With all this engineering effort, we might be able to cover all the external sources, and set up notifications for all of them. But we can never be sure we have received a notification, even if it was sent.

Thus, the safest, and conceptually simplest, solution is to simply rebuild our derived images and see if there are any changes. We can do this on a schedule.

Happily, this covers the general case: both YUM repositories, and any other files brought in from third-party locations. Sadly, it does come at the cost of "unnecessarily" building these images when no changes are available.

Fortunately, Red Hat *does* provide a set of customized container images that include commonly used software stacks. These are designed to help avoid this periodic rebuild in a good proportion of cases.

Downstream Red Hat container images

Red Hat keeps more than the base RHEL and UBI images in its registry. The Red Hat container registry contains customized images for many commonly used software stacks.

Application Stream container images

These are a set of images built from the base UBI image and augmented with packages from the UBI YUM repositories. They cover the most common use cases for the UBI, including but not limited to:

  • NGINX (for example, ubi8/nginx-*)
  • Apache HTTPD (for example, ubi8-httpd-24)
  • Node.js (for example, ubi8/nodejs-*)
  • Python (for example, ubi8/python-*)
  • OpenJDK (for example, ubi8/openjdk-*)

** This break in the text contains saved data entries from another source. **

impl KeyInfo {
    pub fn new() -> Self {
        Self::default()
    }

    pub fn with_road(mut self, id: impl Into<RoadId>, road: Option<Rc<Road>>) -> Self {
        self.roads.insert(id.into(), road);
        self
    }

    pub fn with_junction(mut self, id: impl Into<JunctionId>, junction: Option<Rc<Junction>>) -> Self {
        self.junctions.insert(id.into(), junction);
        self
    }

    pub fn with_signal(mut self, id: impl Into<SignalId>, signal: Option<Rc<Signal>>) -> Self {
        self.signals.insert(id.into(), signal);
        self
    }

    pub fn road(&self, id: &str) -> Option<&Rc<Road>> {
        self.roads.get(id).and_then(|r| r.as_ref())
    }

    pub fn junction(&self, id: &str) -> Option<&Rc<Junction>> {
        self.junctions.get(id).and_then(|j| j.as_ref())
    }

    pub fn signal(&self, id: &str) -> Option<&Rc<Signal>> {
        self.signals.get(id).and_then(|s| s.as_ref())
    }

    pub fn require_road(&self, id: &str) -> Result<&Rc<Road>, EditError> {
        self.road(id).ok_or_else(|| EditError::RoadNotFound(id.to_string()))
    }

    pub fn require_junction(&self, id: &str) -> Result<&Rc<Junction>, EditError> {
        self.junction(id)
            .ok_or_else(|| EditError::JunctionNotFound(id.to_string()))
    }

    pub fn require_signal(&self, id: &str) -> Result<&Rc<Signal>, EditError> {
        self.signal(id).ok_or_else(|| EditError::SignalNotFound(id.to_string()))
    }
}

/// Fresh id for entities created without one.
pub fn new_object_id() -> ObjectId {
    uuid::Uuid::new_v4().to_string()
}

/// Look up an existing road in the store.
pub fn lookup_road(store: &EntityStore, id: &str) -> Result<Rc<Road>, EditError> {
    store
        .road(id)
        .ok_or_else(|| EditError::RoadNotFound(id.to_string()))
}

pub fn lookup_junction(store: &EntityStore, id: &str) -> Result<Rc<Junction>, EditError> {
    store
        .junction(id)
        .ok_or_else(|| EditError::JunctionNotFound(id.to_string()))
}

pub fn lookup_signal(store: &EntityStore, id: &str) -> Result<Rc<Signal>, EditError> {
    store
        .signal(id)
        .ok_or_else(|| EditError::SignalNotFound(id.to_string()))
}

/// Side and index of a lane within its road.
pub fn locate_lane(road: &Road, lane_id: &str) -> Result<(LaneSide, usize), EditError> {
    road.find_lane(lane_id)
        .map(|(side, index, _)| (side, index))
        .ok_or_else(|| EditError::LaneNotFound(lane_id.to_string()))
}

/// Lane whose outer line is the boundary named by (lane, line side).
///
/// Lane k's inner boundary is lane k-1's outer boundary. The innermost inner
/// boundary is the reference line and cannot be addressed as a lane line.
pub fn locate_boundary(
    road: &Road,
    lane_id: &str,
    line_side: LineSide,
) -> Result<(LaneSide, usize), EditError> {
    let (side, index) = locate_lane(road, lane_id)?;
    match (line_side, index) {
        (LineSide::Outer, _) => Ok((side, index)),
        (LineSide::Inner, 0) => Err(EditError::InvalidInput(format!(
            "inner line of {} is the reference line of road {}",
            lane_id, road.id
        ))),
        (LineSide::Inner, k) => Ok((side, k - 1)),
    }
}

fn same<T: PartialEq>(a: &Option<Rc<T>>, b: &Option<Rc<T>>) -> bool {
    match (a, b) {
        (Some(a), Some(b)) => Rc::ptr_eq(a, b) || a == b,
        (None, None) => true,
        _ => false,
    }
}

/// Emit the events that move the store from `from` to `to`.
///
/// Per entity: create (store + dirty + render), remove (remove + dirty + render),
/// lane-only road change (one `UpdateOneSideLanes` per changed side), or reformat.
/// Sides in `refreshed` are re-emitted even when unchanged. One UI invalidation closes it.
pub fn apply_key_info(ctx: &EditorContext, from: &KeyInfo, to: &KeyInfo, refreshed: &[LaneSide]) {
    let bus = &ctx.bus;

    // ids absent from `from` were only read, never changed
    for (id, new) in &to.roads {
        let Some(old) = from.roads.get(id).cloned() else {
            continue;
        };
        match (&old, new) {
            (None, None) => {}
            (None, Some(road)) => {
                bus.emit_event(events::STORE_ROAD, Some(road.clone()));
                bus.emit_event(events::STORE_DIRTY_ROAD, Some(id.clone()));
                bus.emit_event(
                    &invoke_road_channel(RenderOp::Create, road.category),
                    Some(id.clone()),
                );
            }
            (Some(road), None) => {
                bus.emit_event(events::REMOVE_ROAD, Some(id.clone()));
                bus.emit_event(events::REMOVE_DIRTY_ROAD, Some(id.clone()));
                bus.emit_event(
                    &invoke_road_channel(RenderOp::Remove, road.category),
                    Some(id.clone()),
                );
            }
            (Some(before), Some(after)) => {
                let unchanged = same(&old, new);
                if unchanged && refreshed.is_empty() {
                    continue;
                }
                let lanes_only = before.same_except_lanes(after);
                if !lanes_only {
                    bus.emit_event(events::REFORMAT_ROAD, Some(after.clone()));
                    bus.emit_event(
                        &invoke_road_channel(RenderOp::Reformat, after.category),
                        Some(id.clone()),
                    );
                }
                for side in LaneSide::all() {
                    let changed = before.lanes(*side) != after.lanes(*side);
                    if (lanes_only && changed) || refreshed.contains(side) {
                        bus.emit_event(
                            events::UPDATE_ONE_SIDE_LANES_ROAD,
                            Some(OneSideLanes {
                                road_id: id.clone(),
                                side: *side,
                                lanes: after.lanes(*side).to_vec(),
                            }),
                        );
                        bus.emit_event(
                            &invoke_road_channel(RenderOp::UpdateLanes, after.category),
                            Some(id.clone()),
                        );
                    }
                }
                if !unchanged {
                    bus.emit_event(events::STORE_DIRTY_ROAD, Some(id.clone()));
                }
            }
        }
    }

    for (id, new) in &to.junctions {
        let Some(old) = from.junctions.get(id).cloned() else {
            continue;
        };
        if same(&old, new) {
            continue;
        }
        match new {
            Some(junction) => {
                let (channel, op) = if old.is_some() {
                    (events::REFORMAT_JUNCTION, RenderOp::Reformat)
                } else {
                    (events::STORE_JUNCTION, RenderOp::Create)
                };
                bus.emit_event(channel, Some(junction.clone()));
                bus.emit_event(events::STORE_DIRTY_JUNCTION, Some(id.clone()));
                bus.emit_event(&invoke_junction_channel(op), Some(id.clone()));
            }
            None => {
                bus.emit_event(events::REMOVE_JUNCTION, Some(id.clone()));
                bus.emit_event(events::REMOVE_DIRTY_JUNCTION, Some(id.clone()));
                bus.emit_event(&invoke_junction_channel(RenderOp::Remove), Some(id.clone()));
            }
        }
    }

    for (id, new) in &to.signals {
        let Some(old) = from.signals.get(id).cloned() else {
            continue;
        };
        if same(&old, new) {
            continue;
        }
        match new {
            Some(signal) => {
                let (channel, op) = if old.is_some() {
                    (events::REFORMAT_SIGNAL, RenderOp::Reformat)
                } else {
                    (events::STORE_SIGNAL, RenderOp::Create)
                };
                bus.emit_event(channel, Some(signal.clone()));
                bus.emit_event(events::STORE_DIRTY_SIGNAL, Some(id.clone()));
                bus.emit_event(&invoke_signal_channel(op), Some(id.clone()));
            }
            None => {
                bus.emit_event(events::REMOVE_SIGNAL, Some(id.clone()));
                bus.emit_event(events::REMOVE_DIRTY_SIGNAL, Some(id.clone()));
                bus.emit_event(&invoke_signal_channel(RenderOp::Remove), Some(id.clone()));
            }
        }
    }

    bus.emit_event::<()>(events::INVALIDATE_UI, None);
}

Red Hat pushes new versions of these images when either the base image, or packages included in the image, are updated. Rather than recreating them ourselves, these images should be used when possible as the basis for our custom images. If used, all the methods for UBI-based detection and rebuilds apply here as well.

Red Hat middleware

Similarly, for products like Red Hat JBoss EAP, Red Hat provides images that take the UBI base image and add the middleware packages, configuration variables, etc. for getting the software up and running in a containerized manner. We should use these as-is whenever possible. If we have to customize them, it is likely rebuilding the custom image will be an inexpensive exercise.

Conclusion

We can spend a lot of time creating polling and notification architectures for determining if base images, packages, and other external dependencies we need for building our custom images have changed.

In reality, though, apart from in the simplest of scenarios, we cannot comprehensively cover all the possible sources of change with asynchronous notifications, or even metadata-oriented polling. Nor can we be sure we have not missed an edge case if we write filtering logic to reduce unnecessary rebuilds, or be entirely confident we have received a notification sent from an external source.

The real solution lies in a hybrid approach. We should:

  1. Use downstream container images, whether provided by Red Hat or internally, to minimize the cost of container rebuilds.
  2. Unconditionally, periodically rebuild our custom images on a set schedule to be sure we catch all the edge cases.
  3. Consider reducing the periodic rebuild frequency (and load on our infrastructure) by performing cheap metadata-based polling or notification-triggered rebuilds. We would need to be confident that our engineering effort here covers enough of the potential sources of change to warrant a reduction in scheduled rebuilds.